The change is a significant one, and it is not as though things aren’t already bad enough with this years final, which will have to compete against the champions league final, an Anthony Joshua fight, The Derby from Epsom, the French Open Tennis and the early stages of the cricket world cup. Next year it will be just as conflicted with it taking place on 20th June and hence competing with the Euro 2020 football championship, the build-up to Wimbledon and Royal Ascot. The following year it is even later after the nights have already started growing shorter.

These changes aren’t exactly going to make Rugby standout as the sport to watch. It was always a problem draw when it was shown during the deep winter nights with little to compete against it, but pitting it against some of the biggest summer sporting events is going to create significant problems in attracting viewers who will be too busy with other things to notice that the Rugby is on, and this certainly doesn’t augur well for attracting investors to the sport.

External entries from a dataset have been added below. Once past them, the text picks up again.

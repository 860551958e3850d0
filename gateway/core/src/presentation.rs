//! Answer rendering for text surfaces.
//!
//! Appends either a Markdown reference list or a "no references" notice to an
//! answer. The web widget renders citations itself from the JSON reply.

use crate::metadata::CitationRecord;

const REFERENCES_INTRO: &str = "This answer is generated by referring to our documentation below.\n\n\
Feel free to ask follow-up questions or see the references:";

/// Render an answer followed by its references
///
/// With citations, each is listed as `- **{title}** [Link]({url})`. Without,
/// the user is pointed at `support_contact` to confirm the content.
#[must_use]
pub fn render_answer(answer: &str, citations: &[CitationRecord], support_contact: &str) -> String {
    let mut rendered = String::from(answer);
    rendered.push_str("\n\n");

    if citations.is_empty() {
        rendered.push_str(&format!(
            "This answer does not contain references from our documentation.\n\n\
             Please contact {support_contact} to confirm the credibility of the content, \
             or ask more questions.\n"
        ));
        return rendered;
    }

    rendered.push_str(REFERENCES_INTRO);
    rendered.push('\n');
    for link in citation_links(citations) {
        rendered.push_str(&link);
        rendered.push('\n');
    }
    rendered
}

/// One Markdown list item per citation
#[must_use]
pub fn citation_links(citations: &[CitationRecord]) -> Vec<String> {
    citations
        .iter()
        .map(|c| format!("- **{}** [Link]({})", c.title, c.url))
        .collect()
}

#[cfg(test)]
mod tests {
    use super::*;
    use pretty_assertions::assert_eq;

    #[test]
    fn test_render_with_references() {
        let citations = vec![
            CitationRecord::new("Install Guide", "Docs", "https://docs/install"),
            CitationRecord::new("FAQ", "Support", "https://docs/faq"),
        ];

        let rendered = render_answer("Use the installer.", &citations, "help@example.com");
        assert!(rendered.starts_with("Use the installer.\n\n"));
        assert!(rendered.contains(REFERENCES_INTRO));
        assert!(rendered.ends_with(
            "- **Install Guide** [Link](https://docs/install)\n- **FAQ** [Link](https://docs/faq)\n"
        ));
        assert!(!rendered.contains("help@example.com"));
    }

    #[test]
    fn test_render_without_references() {
        let rendered = render_answer("Not sure.", &[], "help@example.com");
        assert!(rendered.contains("does not contain references"));
        assert!(rendered.contains("Please contact help@example.com"));
    }

    #[test]
    fn test_citation_links() {
        let links = citation_links(&[CitationRecord::new("A", "C", "https://x")]);
        assert_eq!(links, vec!["- **A** [Link](https://x)".to_string()]);
    }
}
//! Scripted agent client
//!
//! Replays queued replies in order and records every request it receives.
//! Once the script runs out, the fallback reply (if any) is repeated.

use std::collections::VecDeque;

use async_trait::async_trait;
use base64::Engine;
use parking_lot::Mutex;

use super::traits::{AgentClient, AgentRequest, RawResponse};
use crate::error::TransportError;

/// One scripted reply
#[derive(Debug, Clone, PartialEq, Eq)]
pub enum MockReply {
    /// Body chunks delivered with status 200
    Chunks(Vec<Vec<u8>>),
    /// A non-success status and its body
    Status(u16, String),
}

impl MockReply {
    /// A well-formed event-stream text whose last frame carries `answer`
    ///
    /// `reference` is placed verbatim inside one retrieved-reference object
    /// of the trace frame, so citation metadata can be scripted too.
    #[must_use]
    pub fn answer(answer: &str, reference: &str) -> Self {
        let encoded = base64::engine::general_purpose::STANDARD.encode(answer);
        let body = format!(
            r#"{{"trace":{{"orchestrationTrace":{{"observation":{{"knowledgeBaseLookupOutput":{{"retrievedReferences":[{{{reference}}}]}}}}}}}}}}:message-type event{{"bytes":"{encoded}"}}"#
        );
        Self::Chunks(vec![body.into_bytes()])
    }
}

/// Agent client driven by a script
#[derive(Debug, Default)]
pub struct MockAgentClient {
    script: Mutex<VecDeque<MockReply>>,
    fallback: Option<MockReply>,
    calls: Mutex<Vec<AgentRequest>>,
}

impl MockAgentClient {
    /// Client that replays `replies` once each
    #[must_use]
    pub fn new(replies: impl IntoIterator<Item = MockReply>) -> Self {
        Self {
            script: Mutex::new(replies.into_iter().collect()),
            fallback: None,
            calls: Mutex::new(Vec::new()),
        }
    }

    /// Client that answers every request with `reply`
    #[must_use]
    pub fn always(reply: MockReply) -> Self {
        Self {
            fallback: Some(reply),
            ..Self::default()
        }
    }

    /// Queue another reply
    pub fn push(&self, reply: MockReply) {
        self.script.lock().push_back(reply);
    }

    /// Requests received so far
    #[must_use]
    pub fn calls(&self) -> Vec<AgentRequest> {
        self.calls.lock().clone()
    }

    /// Number of requests received so far
    #[must_use]
    pub fn call_count(&self) -> usize {
        self.calls.lock().len()
    }
}

#[async_trait]
impl AgentClient for MockAgentClient {
    fn name(&self) -> &'static str {
        "Mock"
    }

    async fn invoke(&self, request: &AgentRequest) -> Result<RawResponse, TransportError> {
        self.calls.lock().push(request.clone());

        let reply = self.script.lock().pop_front().or_else(|| self.fallback.clone());
        match reply {
            Some(MockReply::Chunks(chunks)) => Ok(RawResponse::from_chunks(chunks)),
            Some(MockReply::Status(status, body)) => Err(TransportError::Status { status, body }),
            None => Err(TransportError::Status {
                status: 503,
                body: "mock script exhausted".to_string(),
            }),
        }
    }
}

#[cfg(test)]
mod tests {
    use super::*;
    use crate::decoder::decode;

    #[tokio::test]
    async fn test_script_replays_in_order() {
        let client = MockAgentClient::new([
            MockReply::Chunks(vec![b"one".to_vec()]),
            MockReply::Status(403, "denied".into()),
        ]);

        let req = AgentRequest::new("q", "s");
        assert!(client.invoke(&req).await.is_ok());
        let err = client.invoke(&req).await.unwrap_err();
        assert!(matches!(err, TransportError::Status { status: 403, .. }));
        let err = client.invoke(&req).await.unwrap_err();
        assert!(matches!(err, TransportError::Status { status: 503, .. }));
        assert_eq!(client.call_count(), 3);
    }

    #[tokio::test]
    async fn test_always_repeats() {
        let client = MockAgentClient::always(MockReply::answer("Hi", ""));
        let req = AgentRequest::new("q", "s");
        client.invoke(&req).await.unwrap();
        client.invoke(&req).await.unwrap();
        assert_eq!(client.calls().len(), 2);
    }

    #[tokio::test]
    async fn test_scripted_answer_decodes() {
        let client = MockAgentClient::always(MockReply::answer(
            "Use the installer",
            r#""metadata":{"title":"Guide","category":"Docs","url":"https://docs/guide"}"#,
        ));
        let raw = client.invoke(&AgentRequest::new("q", "s")).await.unwrap();
        let decoded = decode(raw.chunks()).unwrap();

        assert_eq!(decoded.answer, "Use the installer");
        assert_eq!(decoded.citations.len(), 1);
        assert_eq!(decoded.citations[0].title, "Guide");
    }
}
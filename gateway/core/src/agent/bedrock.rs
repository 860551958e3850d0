//! Bedrock Agents Runtime Client
//!
//! Invokes a managed agent through the `InvokeAgent` REST operation:
//!
//! ```text
//! POST https://bedrock-agent-runtime.{region}.amazonaws.com
//!      /agents/{agentId}/agentAliases/{agentAliasId}/sessions/{sessionId}/text
//! {"inputText": "...", "enableTrace": true, "endSession": false}
//! ```
//!
//! The reply is an `application/vnd.amazon.eventstream` body. It is
//! collected whole and handed to the decoder one byte per chunk.

use std::time::Duration;

use async_trait::async_trait;
use futures::StreamExt;
use reqwest::Url;
use serde::Serialize;

use super::signing::{Credentials, SigV4Signer};
use super::traits::{AgentClient, AgentRequest, RawResponse};
use crate::config::AgentConfig;
use crate::error::TransportError;

/// Signing service name for the agent runtime
const SIGNING_SERVICE: &str = "bedrock";

#[derive(Serialize)]
#[serde(rename_all = "camelCase")]
struct InvokeAgentBody<'a> {
    input_text: &'a str,
    enable_trace: bool,
    end_session: bool,
}

/// Bedrock Agents runtime client
#[derive(Clone, Debug)]
pub struct BedrockAgentClient {
    /// Base endpoint, e.g. `https://bedrock-agent-runtime.us-east-1.amazonaws.com`
    endpoint: Url,
    agent_id: String,
    agent_alias_id: String,
    signer: SigV4Signer,
    http_client: reqwest::Client,
}

impl BedrockAgentClient {
    /// Create a client for one agent alias
    ///
    /// # Errors
    ///
    /// Returns an error if `endpoint` is not a valid base URL or the HTTP
    /// client cannot be built.
    pub fn new(
        endpoint: &str,
        agent_id: impl Into<String>,
        agent_alias_id: impl Into<String>,
        signer: SigV4Signer,
        timeout: Duration,
    ) -> Result<Self, TransportError> {
        let endpoint = Url::parse(endpoint)
            .map_err(|e| TransportError::InvalidEndpoint(format!("{endpoint}: {e}")))?;
        if endpoint.cannot_be_a_base() {
            return Err(TransportError::InvalidEndpoint(endpoint.to_string()));
        }

        let http_client = reqwest::Client::builder().timeout(timeout).build()?;

        Ok(Self {
            endpoint,
            agent_id: agent_id.into(),
            agent_alias_id: agent_alias_id.into(),
            signer,
            http_client,
        })
    }

    /// Create from [`AgentConfig`], reading credentials from the environment
    ///
    /// # Errors
    ///
    /// Returns an error if credentials are missing or the endpoint is invalid.
    pub fn from_config(config: &AgentConfig) -> Result<Self, TransportError> {
        let credentials = Credentials::from_env()?;
        Self::from_config_with_credentials(config, credentials)
    }

    /// Create from [`AgentConfig`] with explicit credentials
    ///
    /// # Errors
    ///
    /// Returns an error if the endpoint is invalid.
    pub fn from_config_with_credentials(
        config: &AgentConfig,
        credentials: Credentials,
    ) -> Result<Self, TransportError> {
        let endpoint = config.endpoint_url();
        let signer = SigV4Signer::new(credentials, &config.region, SIGNING_SERVICE);
        Self::new(
            &endpoint,
            &config.agent_id,
            &config.agent_alias_id,
            signer,
            Duration::from_secs(config.request_timeout_secs),
        )
    }

    /// Invocation URL for a session
    ///
    /// # Errors
    ///
    /// Returns [`TransportError::InvalidEndpoint`] if the base URL cannot take
    /// path segments.
    pub fn invoke_url(&self, session_id: &str) -> Result<Url, TransportError> {
        let mut url = self.endpoint.clone();
        url.path_segments_mut()
            .map_err(|()| TransportError::InvalidEndpoint(self.endpoint.to_string()))?
            .pop_if_empty()
            .extend([
                "agents",
                self.agent_id.as_str(),
                "agentAliases",
                self.agent_alias_id.as_str(),
                "sessions",
                session_id,
                "text",
            ]);
        Ok(url)
    }
}

#[async_trait]
impl AgentClient for BedrockAgentClient {
    fn name(&self) -> &'static str {
        "Bedrock"
    }

    async fn invoke(&self, request: &AgentRequest) -> Result<RawResponse, TransportError> {
        let url = self.invoke_url(&request.session_id)?;
        let body = serde_json::to_vec(&InvokeAgentBody {
            input_text: &request.question,
            enable_trace: true,
            end_session: request.end_session,
        })?;

        let content_type = "application/json";
        let accept = "application/json";
        let signed = self.signer.sign(
            "POST",
            &url,
            &[("content-type", content_type), ("accept", accept)],
            &body,
            chrono::Utc::now(),
        );

        tracing::debug!(
            agent_id = %self.agent_id,
            session_id = %request.session_id,
            end_session = request.end_session,
            "Invoking agent"
        );

        let mut builder = self
            .http_client
            .post(url)
            .header(reqwest::header::CONTENT_TYPE, content_type)
            .header(reqwest::header::ACCEPT, accept);
        for (name, value) in signed {
            builder = builder.header(name, value);
        }

        let response = builder.body(body).send().await?;
        let status = response.status();
        if !status.is_success() {
            let body = response.text().await.unwrap_or_default();
            tracing::warn!(status = status.as_u16(), body = %body, "Agent returned error status");
            return Err(TransportError::Status {
                status: status.as_u16(),
                body,
            });
        }

        let content_type = response
            .headers()
            .get(reqwest::header::CONTENT_TYPE)
            .and_then(|v| v.to_str().ok())
            .map(str::to_string);

        let mut body = Vec::new();
        let mut stream = response.bytes_stream();
        while let Some(chunk) = stream.next().await {
            body.extend_from_slice(&chunk?);
        }

        tracing::debug!(bytes = body.len(), "Agent response received");

        let raw = RawResponse::bytewise(body);
        Ok(match content_type {
            Some(ct) => raw.with_content_type(ct),
            None => raw,
        })
    }
}

#[cfg(test)]
mod tests {
    use super::*;

    fn client(endpoint: &str) -> BedrockAgentClient {
        let signer = SigV4Signer::new(Credentials::new("AKID", "secret"), "us-east-1", SIGNING_SERVICE);
        BedrockAgentClient::new(endpoint, "AGENT1", "ALIAS1", signer, Duration::from_secs(5)).unwrap()
    }

    #[test]
    fn test_invoke_url_layout() {
        let client = client("https://bedrock-agent-runtime.us-east-1.amazonaws.com");
        let url = client.invoke_url("abc-123").unwrap();
        assert_eq!(
            url.as_str(),
            "https://bedrock-agent-runtime.us-east-1.amazonaws.com/agents/AGENT1/agentAliases/ALIAS1/sessions/abc-123/text"
        );
    }

    #[test]
    fn test_invoke_url_keeps_endpoint_prefix() {
        let client = client("http://localhost:4566/proxy/");
        let url = client.invoke_url("s").unwrap();
        assert_eq!(
            url.as_str(),
            "http://localhost:4566/proxy/agents/AGENT1/agentAliases/ALIAS1/sessions/s/text"
        );
    }

    #[test]
    fn test_invoke_url_escapes_session_id() {
        let client = client("https://example.com");
        let url = client.invoke_url("a/b").unwrap();
        assert!(url.path().ends_with("/sessions/a%2Fb/text"));
    }

    #[test]
    fn test_invalid_endpoint_rejected() {
        let signer = SigV4Signer::new(Credentials::new("a", "b"), "us-east-1", SIGNING_SERVICE);
        let err = BedrockAgentClient::new("not a url", "a", "b", signer, Duration::from_secs(1))
            .unwrap_err();
        assert!(matches!(err, TransportError::InvalidEndpoint(_)));
    }

    #[test]
    fn test_request_body_field_names() {
        let body = serde_json::to_value(InvokeAgentBody {
            input_text: "hi",
            enable_trace: true,
            end_session: false,
        })
        .unwrap();
        assert_eq!(
            body,
            serde_json::json!({"inputText": "hi", "enableTrace": true, "endSession": false})
        );
    }
}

It is crucial to the future of Rugby that it is aware of how to promote itself. It can’t rely on the fact that there are two big names competing at Twickenham to attract the crowd. While that has worked well in previous years, where there has been rare good weather, and the game has landed on a half-term that has meant there were plenty of candidates around to watch the game, this won’t always be the case in the future.

This years final should be an impressively huge match, as the Saracen’s, a perineal crowd pleaser look to try and take the double up against an Exeter side that is spoiling for a fight. With passionate fans to fill the stadium, the atmosphere at the game should be fantastic. But given that all the European Cup championship games are over it could be said that the finale of the domestic season is already a little late, let alone next year when it sees it drift further into the summer months.

The time of year that the games are played is a key part of the sports identity, and while it might want to change its image into that of a more forward-thinking happy sunny sport. While short shirts and bare legs might suit the summer months, unless the rest of the production of the sport can also make the shift from Mid-Winter to Summer stunner, then the fans are going to be left with a sport that doesn’t know what it is doing.

The hopes are that a game like the one to be played at Twickenham game show the sport in a positive light, and one that is developing for the fans.